Copy each line below that includes "SecurityAddon".

(Saved data entries)
□ □ □ □ □

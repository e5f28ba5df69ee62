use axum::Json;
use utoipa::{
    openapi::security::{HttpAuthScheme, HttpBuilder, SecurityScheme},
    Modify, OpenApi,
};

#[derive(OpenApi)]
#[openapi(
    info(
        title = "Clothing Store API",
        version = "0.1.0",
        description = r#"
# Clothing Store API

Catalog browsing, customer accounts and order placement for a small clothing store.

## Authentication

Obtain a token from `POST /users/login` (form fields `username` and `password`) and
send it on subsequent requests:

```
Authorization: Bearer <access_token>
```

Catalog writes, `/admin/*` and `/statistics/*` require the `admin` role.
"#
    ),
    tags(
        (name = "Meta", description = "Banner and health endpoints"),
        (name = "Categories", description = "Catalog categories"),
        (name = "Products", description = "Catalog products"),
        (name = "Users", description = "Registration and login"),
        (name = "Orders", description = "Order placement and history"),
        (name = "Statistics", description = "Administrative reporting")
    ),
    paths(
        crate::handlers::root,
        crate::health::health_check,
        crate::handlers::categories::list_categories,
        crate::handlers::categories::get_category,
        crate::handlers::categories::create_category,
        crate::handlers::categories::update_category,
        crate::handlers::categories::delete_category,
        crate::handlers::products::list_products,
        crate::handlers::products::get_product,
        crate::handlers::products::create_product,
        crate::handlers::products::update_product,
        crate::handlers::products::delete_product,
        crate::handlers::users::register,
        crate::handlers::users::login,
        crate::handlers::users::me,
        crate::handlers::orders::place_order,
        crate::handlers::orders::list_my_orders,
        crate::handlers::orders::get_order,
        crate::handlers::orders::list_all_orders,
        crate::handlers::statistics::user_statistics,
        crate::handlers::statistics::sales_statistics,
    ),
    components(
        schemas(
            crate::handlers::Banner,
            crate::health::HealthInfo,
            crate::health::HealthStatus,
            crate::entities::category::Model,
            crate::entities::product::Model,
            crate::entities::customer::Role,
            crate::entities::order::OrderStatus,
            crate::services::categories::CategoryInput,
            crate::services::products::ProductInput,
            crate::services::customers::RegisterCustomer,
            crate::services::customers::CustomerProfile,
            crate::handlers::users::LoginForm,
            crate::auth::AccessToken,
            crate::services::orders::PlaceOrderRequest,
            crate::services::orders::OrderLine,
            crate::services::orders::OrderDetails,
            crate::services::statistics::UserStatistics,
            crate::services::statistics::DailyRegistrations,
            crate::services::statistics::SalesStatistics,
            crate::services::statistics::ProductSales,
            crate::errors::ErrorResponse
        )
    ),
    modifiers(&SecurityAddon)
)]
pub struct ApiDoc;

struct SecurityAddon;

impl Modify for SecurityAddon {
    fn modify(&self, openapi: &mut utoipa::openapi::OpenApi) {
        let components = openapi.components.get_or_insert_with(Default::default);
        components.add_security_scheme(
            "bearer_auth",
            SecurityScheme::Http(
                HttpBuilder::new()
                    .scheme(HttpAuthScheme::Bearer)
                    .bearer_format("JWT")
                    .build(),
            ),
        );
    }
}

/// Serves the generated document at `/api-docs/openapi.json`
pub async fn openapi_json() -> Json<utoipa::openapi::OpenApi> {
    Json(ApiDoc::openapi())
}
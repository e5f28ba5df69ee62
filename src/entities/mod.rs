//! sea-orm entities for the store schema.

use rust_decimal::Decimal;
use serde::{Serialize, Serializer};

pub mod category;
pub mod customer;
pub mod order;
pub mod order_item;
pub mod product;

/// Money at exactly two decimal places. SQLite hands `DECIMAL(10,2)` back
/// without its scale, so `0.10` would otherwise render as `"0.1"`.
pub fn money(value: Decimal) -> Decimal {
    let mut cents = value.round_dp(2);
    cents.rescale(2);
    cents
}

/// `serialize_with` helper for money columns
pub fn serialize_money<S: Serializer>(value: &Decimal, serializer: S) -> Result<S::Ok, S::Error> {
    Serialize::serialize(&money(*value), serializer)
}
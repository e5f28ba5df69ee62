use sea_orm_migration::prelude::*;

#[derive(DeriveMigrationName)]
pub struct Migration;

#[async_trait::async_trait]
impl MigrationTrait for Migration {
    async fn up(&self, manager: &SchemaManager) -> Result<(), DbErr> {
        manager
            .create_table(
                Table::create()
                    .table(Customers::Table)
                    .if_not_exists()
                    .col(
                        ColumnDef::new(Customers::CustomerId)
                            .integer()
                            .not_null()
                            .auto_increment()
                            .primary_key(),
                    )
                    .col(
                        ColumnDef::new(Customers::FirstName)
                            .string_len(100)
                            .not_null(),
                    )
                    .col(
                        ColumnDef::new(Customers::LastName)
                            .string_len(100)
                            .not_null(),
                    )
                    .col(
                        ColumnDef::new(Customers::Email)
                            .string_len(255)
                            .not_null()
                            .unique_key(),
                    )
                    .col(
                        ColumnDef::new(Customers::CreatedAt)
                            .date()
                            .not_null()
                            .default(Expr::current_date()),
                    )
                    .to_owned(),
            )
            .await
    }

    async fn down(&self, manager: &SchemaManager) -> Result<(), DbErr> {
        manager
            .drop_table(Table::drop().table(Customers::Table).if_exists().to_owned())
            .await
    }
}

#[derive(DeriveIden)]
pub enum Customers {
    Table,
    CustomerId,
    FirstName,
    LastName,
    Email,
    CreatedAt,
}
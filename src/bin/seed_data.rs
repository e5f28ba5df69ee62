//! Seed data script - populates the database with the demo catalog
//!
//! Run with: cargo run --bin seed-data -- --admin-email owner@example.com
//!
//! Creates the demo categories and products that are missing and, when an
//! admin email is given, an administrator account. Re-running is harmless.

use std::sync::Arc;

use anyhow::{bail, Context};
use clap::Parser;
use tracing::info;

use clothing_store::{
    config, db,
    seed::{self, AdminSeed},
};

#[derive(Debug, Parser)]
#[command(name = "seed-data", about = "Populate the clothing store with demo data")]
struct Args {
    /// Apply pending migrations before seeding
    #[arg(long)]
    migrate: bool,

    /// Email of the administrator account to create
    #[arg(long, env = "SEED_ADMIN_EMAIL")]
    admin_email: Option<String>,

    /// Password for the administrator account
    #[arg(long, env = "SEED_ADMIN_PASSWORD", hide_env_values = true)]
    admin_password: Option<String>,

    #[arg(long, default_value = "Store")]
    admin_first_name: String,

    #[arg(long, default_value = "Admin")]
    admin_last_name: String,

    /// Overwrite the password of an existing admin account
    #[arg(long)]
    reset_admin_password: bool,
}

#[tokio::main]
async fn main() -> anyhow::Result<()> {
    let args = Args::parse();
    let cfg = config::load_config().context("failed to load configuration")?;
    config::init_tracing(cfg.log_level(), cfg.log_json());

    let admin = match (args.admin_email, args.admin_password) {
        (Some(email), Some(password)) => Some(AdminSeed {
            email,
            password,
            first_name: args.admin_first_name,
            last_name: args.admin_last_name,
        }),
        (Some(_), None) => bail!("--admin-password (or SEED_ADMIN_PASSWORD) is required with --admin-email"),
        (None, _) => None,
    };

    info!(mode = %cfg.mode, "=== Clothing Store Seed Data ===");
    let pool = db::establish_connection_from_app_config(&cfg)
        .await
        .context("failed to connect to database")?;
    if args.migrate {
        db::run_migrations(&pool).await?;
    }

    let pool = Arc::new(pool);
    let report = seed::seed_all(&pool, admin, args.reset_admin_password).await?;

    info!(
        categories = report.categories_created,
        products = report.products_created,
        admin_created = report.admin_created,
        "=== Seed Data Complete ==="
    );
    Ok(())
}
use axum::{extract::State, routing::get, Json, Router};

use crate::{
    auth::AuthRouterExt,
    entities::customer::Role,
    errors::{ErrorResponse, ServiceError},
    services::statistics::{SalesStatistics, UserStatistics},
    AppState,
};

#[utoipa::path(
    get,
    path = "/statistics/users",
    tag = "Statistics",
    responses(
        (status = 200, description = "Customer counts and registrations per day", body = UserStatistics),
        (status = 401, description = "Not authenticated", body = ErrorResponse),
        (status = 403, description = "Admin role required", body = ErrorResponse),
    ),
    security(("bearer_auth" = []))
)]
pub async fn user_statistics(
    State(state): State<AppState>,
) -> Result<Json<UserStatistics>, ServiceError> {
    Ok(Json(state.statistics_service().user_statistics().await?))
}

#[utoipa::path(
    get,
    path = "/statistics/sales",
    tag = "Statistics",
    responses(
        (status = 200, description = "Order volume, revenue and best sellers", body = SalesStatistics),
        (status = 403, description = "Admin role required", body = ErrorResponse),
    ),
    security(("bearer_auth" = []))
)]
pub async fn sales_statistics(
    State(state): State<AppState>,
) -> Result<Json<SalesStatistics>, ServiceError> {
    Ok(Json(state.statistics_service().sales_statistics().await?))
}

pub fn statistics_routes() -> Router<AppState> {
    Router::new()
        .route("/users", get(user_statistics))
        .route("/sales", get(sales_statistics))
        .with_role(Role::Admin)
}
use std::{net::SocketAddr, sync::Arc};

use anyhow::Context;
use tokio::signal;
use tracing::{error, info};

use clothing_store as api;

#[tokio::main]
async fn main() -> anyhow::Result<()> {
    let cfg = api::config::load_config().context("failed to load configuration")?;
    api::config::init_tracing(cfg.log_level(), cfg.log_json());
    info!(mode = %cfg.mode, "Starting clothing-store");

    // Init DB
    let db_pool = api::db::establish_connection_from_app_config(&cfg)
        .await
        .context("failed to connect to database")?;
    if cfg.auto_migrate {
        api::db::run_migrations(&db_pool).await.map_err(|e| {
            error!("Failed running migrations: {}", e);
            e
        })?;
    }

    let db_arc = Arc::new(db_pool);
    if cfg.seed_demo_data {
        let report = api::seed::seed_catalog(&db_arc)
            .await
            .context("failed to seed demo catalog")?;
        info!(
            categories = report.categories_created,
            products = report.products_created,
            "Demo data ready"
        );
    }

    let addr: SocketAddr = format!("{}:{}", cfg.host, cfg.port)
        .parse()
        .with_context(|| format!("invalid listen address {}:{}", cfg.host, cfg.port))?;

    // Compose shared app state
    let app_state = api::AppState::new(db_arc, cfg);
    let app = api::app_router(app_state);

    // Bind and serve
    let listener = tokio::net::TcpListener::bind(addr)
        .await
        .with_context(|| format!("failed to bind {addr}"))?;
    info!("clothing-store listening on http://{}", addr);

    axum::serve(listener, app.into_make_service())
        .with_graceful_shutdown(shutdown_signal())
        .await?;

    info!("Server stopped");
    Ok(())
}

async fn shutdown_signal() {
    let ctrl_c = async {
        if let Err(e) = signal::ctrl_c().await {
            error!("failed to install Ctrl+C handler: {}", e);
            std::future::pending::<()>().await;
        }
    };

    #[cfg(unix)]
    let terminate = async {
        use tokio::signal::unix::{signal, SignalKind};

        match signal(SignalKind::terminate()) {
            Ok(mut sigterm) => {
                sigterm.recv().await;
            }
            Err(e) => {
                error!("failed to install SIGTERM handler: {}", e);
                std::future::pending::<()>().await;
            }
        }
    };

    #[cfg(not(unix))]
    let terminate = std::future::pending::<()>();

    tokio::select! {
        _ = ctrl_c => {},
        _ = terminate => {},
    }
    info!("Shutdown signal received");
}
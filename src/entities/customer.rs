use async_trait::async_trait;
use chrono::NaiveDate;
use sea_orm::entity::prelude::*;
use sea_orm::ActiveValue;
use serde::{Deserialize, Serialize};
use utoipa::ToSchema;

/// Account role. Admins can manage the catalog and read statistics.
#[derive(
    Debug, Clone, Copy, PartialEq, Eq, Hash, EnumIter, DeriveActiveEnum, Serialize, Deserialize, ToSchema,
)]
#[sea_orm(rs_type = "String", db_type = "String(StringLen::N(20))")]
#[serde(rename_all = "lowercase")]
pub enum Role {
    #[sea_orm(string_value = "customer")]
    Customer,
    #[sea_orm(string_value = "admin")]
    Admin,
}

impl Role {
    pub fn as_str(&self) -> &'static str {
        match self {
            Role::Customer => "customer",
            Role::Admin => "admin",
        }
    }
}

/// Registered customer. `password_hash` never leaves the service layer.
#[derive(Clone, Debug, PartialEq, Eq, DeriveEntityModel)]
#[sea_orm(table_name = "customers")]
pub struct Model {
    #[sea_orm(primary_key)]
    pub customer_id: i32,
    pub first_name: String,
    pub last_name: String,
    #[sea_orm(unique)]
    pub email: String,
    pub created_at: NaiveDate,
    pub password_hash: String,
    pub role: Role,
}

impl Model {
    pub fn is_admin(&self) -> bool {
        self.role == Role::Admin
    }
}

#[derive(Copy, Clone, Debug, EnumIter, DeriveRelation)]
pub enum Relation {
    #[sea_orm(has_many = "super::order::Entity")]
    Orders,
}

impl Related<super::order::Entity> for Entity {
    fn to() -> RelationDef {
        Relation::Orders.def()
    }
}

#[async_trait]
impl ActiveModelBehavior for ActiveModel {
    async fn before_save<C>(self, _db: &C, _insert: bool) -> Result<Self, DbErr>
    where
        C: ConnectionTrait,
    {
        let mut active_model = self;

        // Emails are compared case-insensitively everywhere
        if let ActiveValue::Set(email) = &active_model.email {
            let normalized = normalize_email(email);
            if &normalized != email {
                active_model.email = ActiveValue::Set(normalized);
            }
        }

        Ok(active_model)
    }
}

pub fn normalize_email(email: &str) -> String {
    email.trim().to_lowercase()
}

□ □ □ □ □

_EXERCISE SOLUTION:_
    modifiers(&SecurityAddon)
struct SecurityAddon;
impl Modify for SecurityAddon {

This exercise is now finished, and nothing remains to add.